**ACTIVITY:**
The answer must be a single number: how many lines below contain "true".

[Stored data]
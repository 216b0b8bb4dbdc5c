// Copyright (C) 2026 Fred Clausen
// Use of this source code is governed by an MIT-style
// license that can be found in the LICENSE file or at
// https://opensource.org/licenses/MIT.

//! Booking pipeline states and the rules that move a worker between them.
//!
//! A worker's booking status says when they are next expected to work.
//! Operators may only move a worker to a future calendar date or into one of
//! the two sink states. The `today`, `next_day` and `unbooked` states are
//! produced by the daily rollover and `no_show` by attendance finalization.

use crate::calendar::CalendarDay;
use crate::error::DomainError;
use serde::{Deserialize, Serialize};
use std::str::FromStr;

/// Reason attached to the will-call sink state.
#[derive(Debug, Clone, Copy, PartialEq, Eq, Hash, Serialize, Deserialize)]
pub enum WillCallReason {
    /// Will call the office when ready to work again.
    #[serde(rename = "WDR")]
    Wdr,
    /// Booked too late to be placed on a route.
    #[serde(rename = "TNB")]
    Tnb,
}

impl WillCallReason {
    /// Returns the string representation used in exports.
    #[must_use]
    pub const fn as_str(&self) -> &'static str {
        match self {
            Self::Wdr => "WDR",
            Self::Tnb => "TNB",
        }
    }
}

impl FromStr for WillCallReason {
    type Err = DomainError;

    fn from_str(s: &str) -> Result<Self, Self::Err> {
        match s.trim().to_uppercase().as_str() {
            "WDR" => Ok(Self::Wdr),
            "TNB" => Ok(Self::Tnb),
            _ => Err(DomainError::InvalidSubStatus {
                status: String::from("wdr_tnb"),
                sub_status: s.to_string(),
            }),
        }
    }
}

/// Reason attached to the terminated sink state.
#[derive(Debug, Clone, Copy, PartialEq, Eq, Hash, Serialize, Deserialize)]
pub enum TerminationReason {
    Quit,
    Fired,
}

impl TerminationReason {
    /// Returns the string representation used in exports.
    #[must_use]
    pub const fn as_str(&self) -> &'static str {
        match self {
            Self::Quit => "Quit",
            Self::Fired => "Fired",
        }
    }
}

impl FromStr for TerminationReason {
    type Err = DomainError;

    fn from_str(s: &str) -> Result<Self, Self::Err> {
        match s.trim().to_lowercase().as_str() {
            "quit" => Ok(Self::Quit),
            "fired" => Ok(Self::Fired),
            _ => Err(DomainError::InvalidSubStatus {
                status: String::from("quit_fired"),
                sub_status: s.to_string(),
            }),
        }
    }
}

/// Where a worker sits in the multi-day booking pipeline.
///
/// Each variant carries exactly the data that is meaningful for it, so a
/// booked date without a booking, or a sub-status outside a sink state,
/// cannot be represented.
#[derive(Debug, Clone, Copy, PartialEq, Eq, Hash, Serialize, Deserialize, Default)]
#[serde(tag = "status", rename_all = "snake_case")]
pub enum BookingStatus {
    /// Not booked for any day.
    #[default]
    Unbooked,
    /// Expected to work on the current operating day.
    Today { booked_date: CalendarDay },
    /// Expected to work on the next operating day.
    NextDay { booked_date: CalendarDay },
    /// Booked for a specific calendar date.
    Calendar { booked_date: CalendarDay },
    /// Was booked for the day but never showed.
    NoShow,
    /// Will-call or too-near-booking. Sink state.
    WdrTnb { sub_status: WillCallReason },
    /// Quit or fired. Sink state.
    QuitFired { sub_status: TerminationReason },
}

impl BookingStatus {
    /// Returns the pipeline state name used for persistence and exports.
    #[must_use]
    pub const fn as_str(&self) -> &'static str {
        match self {
            Self::Unbooked => "unbooked",
            Self::Today { .. } => "today",
            Self::NextDay { .. } => "next_day",
            Self::Calendar { .. } => "calendar",
            Self::NoShow => "no_show",
            Self::WdrTnb { .. } => "wdr_tnb",
            Self::QuitFired { .. } => "quit_fired",
        }
    }

    /// Builds a status from the flat `status` / `bookedDate` / `subStatus`
    /// columns used by roster exports.
    ///
    /// An empty status string reads as `unbooked`.
    ///
    /// # Errors
    ///
    /// Returns an error if the status is unknown, a dated status has no
    /// date, or a sink status has a missing or mismatched sub-status.
    pub fn from_parts(
        status: &str,
        booked_date: Option<CalendarDay>,
        sub_status: Option<&str>,
    ) -> Result<Self, DomainError> {
        let missing_date = || DomainError::InvalidBookingStatus {
            status: format!("{status} (missing booked date)"),
        };
        let missing_sub_status = || DomainError::InvalidSubStatus {
            status: status.to_string(),
            sub_status: String::new(),
        };

        match status.trim() {
            "" | "unbooked" => Ok(Self::Unbooked),
            "today" => booked_date
                .map(|booked_date| Self::Today { booked_date })
                .ok_or_else(missing_date),
            "next_day" => booked_date
                .map(|booked_date| Self::NextDay { booked_date })
                .ok_or_else(missing_date),
            "calendar" => booked_date
                .map(|booked_date| Self::Calendar { booked_date })
                .ok_or_else(missing_date),
            "no_show" => Ok(Self::NoShow),
            "wdr_tnb" => Ok(Self::WdrTnb {
                sub_status: sub_status.ok_or_else(missing_sub_status)?.parse()?,
            }),
            "quit_fired" => Ok(Self::QuitFired {
                sub_status: sub_status.ok_or_else(missing_sub_status)?.parse()?,
            }),
            other => Err(DomainError::InvalidBookingStatus {
                status: other.to_string(),
            }),
        }
    }

    /// Returns the booked date for dated states.
    #[must_use]
    pub const fn booked_date(&self) -> Option<CalendarDay> {
        match self {
            Self::Today { booked_date }
            | Self::NextDay { booked_date }
            | Self::Calendar { booked_date } => Some(*booked_date),
            Self::Unbooked | Self::NoShow | Self::WdrTnb { .. } | Self::QuitFired { .. } => None,
        }
    }

    /// Returns the sub-status label for sink states.
    #[must_use]
    pub const fn sub_status(&self) -> Option<&'static str> {
        match self {
            Self::WdrTnb { sub_status } => Some(sub_status.as_str()),
            Self::QuitFired { sub_status } => Some(sub_status.as_str()),
            _ => None,
        }
    }

    /// Returns true for states that rollover never touches.
    #[must_use]
    pub const fn is_sink(&self) -> bool {
        matches!(self, Self::WdrTnb { .. } | Self::QuitFired { .. })
    }

    /// Returns true if the worker is expected on `today`.
    ///
    /// A `today` booking counts regardless of its stored date; a calendar
    /// booking counts only when its date is `today`.
    #[must_use]
    pub fn is_due_on(&self, today: CalendarDay) -> bool {
        match self {
            Self::Today { .. } => true,
            Self::Calendar { booked_date } => *booked_date == today,
            _ => false,
        }
    }

    /// Returns true if the worker is booked for the day after `today`.
    ///
    /// # Errors
    ///
    /// Returns an error if `today` is the last representable day.
    pub fn is_booked_for_next_day(&self, today: CalendarDay) -> Result<bool, DomainError> {
        Ok(match self {
            Self::NextDay { .. } => true,
            Self::Calendar { booked_date } => *booked_date == today.next_day()?,
            _ => false,
        })
    }

    /// Validates that an operator may move a worker from this status to `target`.
    ///
    /// Operators may rebook to a calendar date strictly after `today`, or
    /// move a worker into either sink state, from any current status.
    ///
    /// # Errors
    ///
    /// Returns an error if `target` is a state only the system produces, or
    /// if a calendar target is not in the future.
    pub fn validate_operator_transition(
        &self,
        target: Self,
        today: CalendarDay,
    ) -> Result<(), DomainError> {
        match target {
            Self::Calendar { booked_date } => {
                if booked_date <= today {
                    return Err(DomainError::RebookDateNotInFuture {
                        requested: booked_date,
                        today,
                    });
                }
                Ok(())
            }
            Self::WdrTnb { .. } | Self::QuitFired { .. } => Ok(()),
            Self::Unbooked | Self::Today { .. } | Self::NextDay { .. } => {
                Err(DomainError::InvalidStatusTransition {
                    from: self.as_str().to_string(),
                    to: target.as_str().to_string(),
                    reason: "only the daily rollover produces this status".to_string(),
                })
            }
            Self::NoShow => Err(DomainError::InvalidStatusTransition {
                from: self.as_str().to_string(),
                to: target.as_str().to_string(),
                reason: "only attendance finalization produces this status".to_string(),
            }),
        }
    }

    /// Returns the status this one becomes when the operating day advances to `new_day`.
    #[must_use]
    pub fn rolled_over(self, new_day: CalendarDay) -> Self {
        match self {
            Self::WdrTnb { .. } | Self::QuitFired { .. } | Self::Unbooked => self,
            Self::NextDay { .. } => Self::Today {
                booked_date: new_day,
            },
            Self::Calendar { booked_date } if booked_date == new_day => Self::Today { booked_date },
            Self::Calendar { .. } => self,
            Self::Today { .. } | Self::NoShow => Self::Unbooked,
        }
    }
}

impl std::fmt::Display for BookingStatus {
    fn fmt(&self, f: &mut std::fmt::Formatter<'_>) -> std::fmt::Result {
        match (self.booked_date(), self.sub_status()) {
            (Some(date), _) => write!(f, "{} ({date})", self.as_str()),
            (None, Some(sub_status)) => write!(f, "{} ({sub_status})", self.as_str()),
            (None, None) => write!(f, "{}", self.as_str()),
        }
    }
}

**OUTPUT FOR THIS TASK:**
5